1. Tingkat peradaban mereka sudah tinggi.

2. Adanya rasa persatuan dan kekeluargaan yang kuat yang dikenal sebagai “ain ni-ain” yang diakibatkan oleh perkawinan.

3. Faktor keamanan di daratan Kei Kecil, khususnya di lingkungan wilayah pemukiman yang semakin mantap.

4. Mempermudah transportasi kebutuhan hidup sehari-hari

Seperti telah dikemukakan di atas bahwa pada awal abad ke XX,  kampung Kelanit yang pada waktu itu disebut “GELANIT” dipindahkan lagi kira-kira 200 meter ke arah Selatan. Orang tidak akan percaya setelah melihat kenyataan itu, karena sekarang penduduk makin bertambah, sehingga orang malah membangun kembali wilayah pemukiman ke arah Utara sampai ke perbatasan kampung lama yang sejajar dengan lokasi pintu gerbang masuk ke Taman Ziarah (Gapura).

Untuk jelasnya hal ini dapat dilihat pada peta sederhana Desa Kelanit sekitar tahun 1905 terlampir.

Alasan kepindahan ini terutama disebabkan karena alasan kesehatan, sebab kalau kita perhatikan di sepanjang pinggir pantai Kampung Lama (Ohoi Vihan), masih terdapat beberapa Haut (Kuburan Leluhur) yang berupa tembok batu (lutur) berbentuk persegi dengan ukuran kira-kira 3 x 3 meter dengan tinggi 1 meter.

Menurut kebiasaan waktu itu, bila ada orang meninggal maka peti mati dibuat dari sepotong kayu bulat besar yang dipahat bagian atasnya seperti kotak persegi panjang. Setelah itu jenazah dimasukkan ke dalam lobang kayu pahatan tersebut, kemudian tanpa menggali kubur, jenazah tersebut diusung dan diletakkan di atas tanah dalam Haut tersebut. Karena tidak ada gua di sepanjang pantai, maka dibuat tembok/lutur batu sebagai pengganti gua dan dijadikan sebagai pekuburan terbuka. Keadaan seperti inilah yang mengakibatkan terjadinya gangguan kesehatan bagi penduduk setempat.
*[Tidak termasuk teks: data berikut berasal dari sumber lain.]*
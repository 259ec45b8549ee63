//! Signal Implementation
//!
//! A Signal is a single reactive value. It holds a value and the dependency
//! set of the effects that read it.
//!
//! # How Signals Work
//!
//! 1. When a signal is read within a reactive context (computed/effect), the
//!    signal subscribes that context.
//!
//! 2. When a signal's value changes, all subscribers are notified. Writing
//!    an equal value notifies nobody.
//!
//! # Thread Safety
//!
//! The value is protected by a RwLock, and subscribers live in a [`Dep`].
//! Neither lock is held while subscribers run.

use std::fmt::Debug;
use std::sync::atomic::{AtomicU64, Ordering};
use std::sync::Arc;

use parking_lot::RwLock;
use tracing::trace;

use super::dep::Dep;

/// Counter for generating unique signal IDs.
static SIGNAL_ID_COUNTER: AtomicU64 = AtomicU64::new(0);

/// Generate a new unique signal ID.
fn next_signal_id() -> u64 {
    SIGNAL_ID_COUNTER.fetch_add(1, Ordering::Relaxed)
}

/// A reactive signal holding a value of type T.
///
/// # Type Parameters
///
/// - `T`: The type of value stored in the signal. Must be Clone + Send + Sync,
///   and PartialEq so writes can be compared with the stored value.
///
/// # Example
///
/// ```rust,ignore
/// let count = Signal::new(0);
///
/// // Read the value
/// let value = count.get();
///
/// // Update the value (notifies subscribers)
/// count.set(5);
/// ```
pub struct Signal<T>
where
    T: Clone + PartialEq + Send + Sync + 'static,
{
    /// Unique identifier for this signal.
    id: u64,

    /// The current value.
    value: Arc<RwLock<T>>,

    /// Effects that read this signal.
    dep: Arc<Dep>,
}

impl<T> Signal<T>
where
    T: Clone + PartialEq + Send + Sync + 'static,
{
    /// Create a new signal with the given initial value.
    pub fn new(value: T) -> Self {
        Self {
            id: next_signal_id(),
            value: Arc::new(RwLock::new(value)),
            dep: Dep::new(),
        }
    }

    /// Get the signal's unique ID.
    pub fn id(&self) -> u64 {
        self.id
    }

    /// Get the current value.
    ///
    /// If called within a reactive context, this also subscribes the
    /// current computation.
    pub fn get(&self) -> T {
        self.dep.track();
        self.value.read().clone()
    }

    /// Get the current value without tracking dependencies.
    pub fn get_untracked(&self) -> T {
        self.value.read().clone()
    }

    /// Borrow the current value, tracking the read.
    pub fn with<R>(&self, f: impl FnOnce(&T) -> R) -> R {
        self.dep.track();
        f(&self.value.read())
    }

    /// Set a new value and notify subscribers if it differs from the old one.
    pub fn set(&self, value: T) {
        let changed = {
            let mut guard = self.value.write();
            if *guard == value {
                false
            } else {
                *guard = value;
                true
            }
        };

        if changed {
            trace!(signal = self.id, "signal changed");
            self.dep.trigger();
        }
    }

    /// Update the value using a function.
    ///
    /// This is useful for updates that depend on the current value.
    pub fn update<F>(&self, f: F)
    where
        F: FnOnce(&T) -> T,
    {
        let new_value = f(&self.value.read());
        self.set(new_value);
    }

    /// Get the number of subscribers.
    pub fn subscriber_count(&self) -> usize {
        self.dep.len()
    }
}

impl<T> Clone for Signal<T>
where
    T: Clone + PartialEq + Send + Sync + 'static,
{
    fn clone(&self) -> Self {
        Self {
            id: self.id,
            value: Arc::clone(&self.value),
            dep: Arc::clone(&self.dep),
        }
    }
}

impl<T> Debug for Signal<T>
where
    T: Clone + PartialEq + Send + Sync + Debug + 'static,
{
    fn fmt(&self, f: &mut std::fmt::Formatter<'_>) -> std::fmt::Result {
        f.debug_struct("Signal")
            .field("id", &self.id)
            .field("value", &self.get_untracked())
            .field("subscriber_count", &self.subscriber_count())
            .finish()
    }
}

// ----------------------------------------------------------------------------
// Tests
// ----------------------------------------------------------------------------
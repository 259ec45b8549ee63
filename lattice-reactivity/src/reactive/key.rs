//! Identity and key types for the dependency registry.
//!
//! Observed objects are identified by a [`TargetId`] token rather than by
//! reference, so the registry never keeps an object alive. Property keys are
//! type-erased: any `Hash + Eq + Debug + Send + Sync + 'static` value can be
//! used as a [`PropKey`].

use std::any::{Any, TypeId};
use std::fmt::{self, Debug};
use std::hash::{Hash, Hasher};
use std::sync::atomic::{AtomicU64, Ordering};
use std::sync::Arc;

use dyn_hash::DynHash;

use super::runtime;

/// Stable identity token of an observed object.
#[derive(Debug, Clone, Copy, PartialEq, Eq, Hash, PartialOrd, Ord)]
pub struct TargetId(u64);

impl TargetId {
    /// Issue a fresh target identity.
    pub fn new() -> Self {
        static COUNTER: AtomicU64 = AtomicU64::new(0);
        Self(COUNTER.fetch_add(1, Ordering::Relaxed))
    }

    /// Get the raw ID value.
    pub fn raw(&self) -> u64 {
        self.0
    }
}

impl Default for TargetId {
    fn default() -> Self {
        Self::new()
    }
}

/// Owned identity of an observed object.
///
/// Dropping the handle removes the object's dependency data from the
/// registry. Adapters embed one in the shared state of each observed object.
#[derive(Debug)]
pub struct TargetHandle {
    id: TargetId,
}

impl TargetHandle {
    /// Issue a new target identity.
    pub fn new() -> Self {
        Self { id: TargetId::new() }
    }

    /// The identity used with [`track`](runtime::track) and
    /// [`trigger`](runtime::trigger).
    pub fn id(&self) -> TargetId {
        self.id
    }
}

impl Default for TargetHandle {
    fn default() -> Self {
        Self::new()
    }
}

impl Drop for TargetHandle {
    fn drop(&mut self) {
        runtime::forget(self.id);
    }
}

/// Object-safe equality comparison.
pub trait DynEq: Any {
    /// Returns `true` if `other` is the same concrete type and equal to `self`.
    fn dyn_eq(&self, other: &dyn Any) -> bool;
}

impl<T: Eq + 'static> DynEq for T {
    fn dyn_eq(&self, other: &dyn Any) -> bool {
        other.downcast_ref::<T>().is_some_and(|o| self == o)
    }
}

/// Trait for values usable as property keys.
///
/// Implemented for every `Hash + Eq + Debug + Send + Sync + 'static` type.
pub trait KeyValue: DynHash + DynEq + Debug + Send + Sync {
    /// Get the key as `Any` for downcasting.
    fn as_any(&self) -> &dyn Any;
}

impl<T: Hash + Eq + Debug + Send + Sync + 'static> KeyValue for T {
    fn as_any(&self) -> &dyn Any {
        self
    }
}

dyn_hash::hash_trait_object!(KeyValue);

/// Type-erased property key.
#[derive(Clone)]
pub struct PropKey {
    key_type: TypeId,
    key: Arc<dyn KeyValue>,
}

impl PropKey {
    /// Wrap any hashable value as a property key.
    pub fn new<K: KeyValue + 'static>(key: K) -> Self {
        Self {
            key_type: TypeId::of::<K>(),
            key: Arc::new(key),
        }
    }

    /// Downcast the key to its original type.
    pub fn downcast<K: 'static>(&self) -> Option<&K> {
        self.key.as_any().downcast_ref()
    }
}

impl Debug for PropKey {
    fn fmt(&self, f: &mut fmt::Formatter<'_>) -> fmt::Result {
        write!(f, "{:?}", self.key)
    }
}

impl Hash for PropKey {
    fn hash<H: Hasher>(&self, state: &mut H) {
        self.key_type.hash(state);
        self.key.hash(state);
    }
}

impl PartialEq for PropKey {
    fn eq(&self, other: &Self) -> bool {
        self.key_type == other.key_type && self.key.dyn_eq(other.key.as_any())
    }
}

impl Eq for PropKey {}

impl From<&str> for PropKey {
    fn from(key: &str) -> Self {
        Self::new(key.to_string())
    }
}

impl From<String> for PropKey {
    fn from(key: String) -> Self {
        Self::new(key)
    }
}

impl From<&String> for PropKey {
    fn from(key: &String) -> Self {
        Self::new(key.clone())
    }
}

impl From<usize> for PropKey {
    fn from(key: usize) -> Self {
        Self::new(key)
    }
}

#[cfg(test)]
mod tests {
    use super::*;
    use std::collections::HashSet;

    #[derive(Debug, Hash, PartialEq, Eq)]
    struct Marker;

    #[test]
    fn target_ids_are_unique() {
        assert_ne!(TargetId::new(), TargetId::new());
    }

    #[test]
    fn str_and_string_keys_are_equal() {
        assert_eq!(PropKey::from("x"), PropKey::from(String::from("x")));
        assert_ne!(PropKey::from("x"), PropKey::from("y"));
    }

    #[test]
    fn keys_of_different_types_never_collide() {
        let mut keys = HashSet::new();
        keys.insert(PropKey::new(1usize));
        keys.insert(PropKey::new(1u32));
        keys.insert(PropKey::new(Marker));
        keys.insert(PropKey::new(Marker));

        assert_eq!(keys.len(), 3);
    }

    #[test]
    fn downcast_recovers_the_key() {
        let key = PropKey::from("count");
        assert_eq!(key.downcast::<String>().map(String::as_str), Some("count"));
        assert!(key.downcast::<usize>().is_none());
    }
}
Ada pula cerita lain bahwa pada suatu ketika seorang dari suku Bugis yang biasa datang menjual emas dan mengetahui sedikit ilmu nujum. Penduduk minta bantuannya untuk melihat keadaan Desa dan pada akhirnya mereka dianjurkan untuk memindahkan lokasi pemukiman.

Meskipun demikian kita cenderung pada cerita bahwa kepindahan ini atas anjuran dari Bapak Prefektur Apostolik Dr. MATHIAS NEYENS MSC atau TUAN BUN yang disambut baik oleh penduduk kampung Kelanit waktu itu.[2]

Awalnya lokasi pemukiman itu seperti yang tertera pada Denah terlampir. Melihat Denah tersebut memang tidak sesuai dengan keadaan jumlah penduduk pada waktu itu, hal mana disebabkan oleh :

a.  Perpindahan ke tempat baru tidak serentak, sehingga ada beberapa keluarga    yang masih menetap di lokasi pemukiman lama dan Ohoivait.

b.   Satu rumah masih menampung lebih dari satu rumah tangga.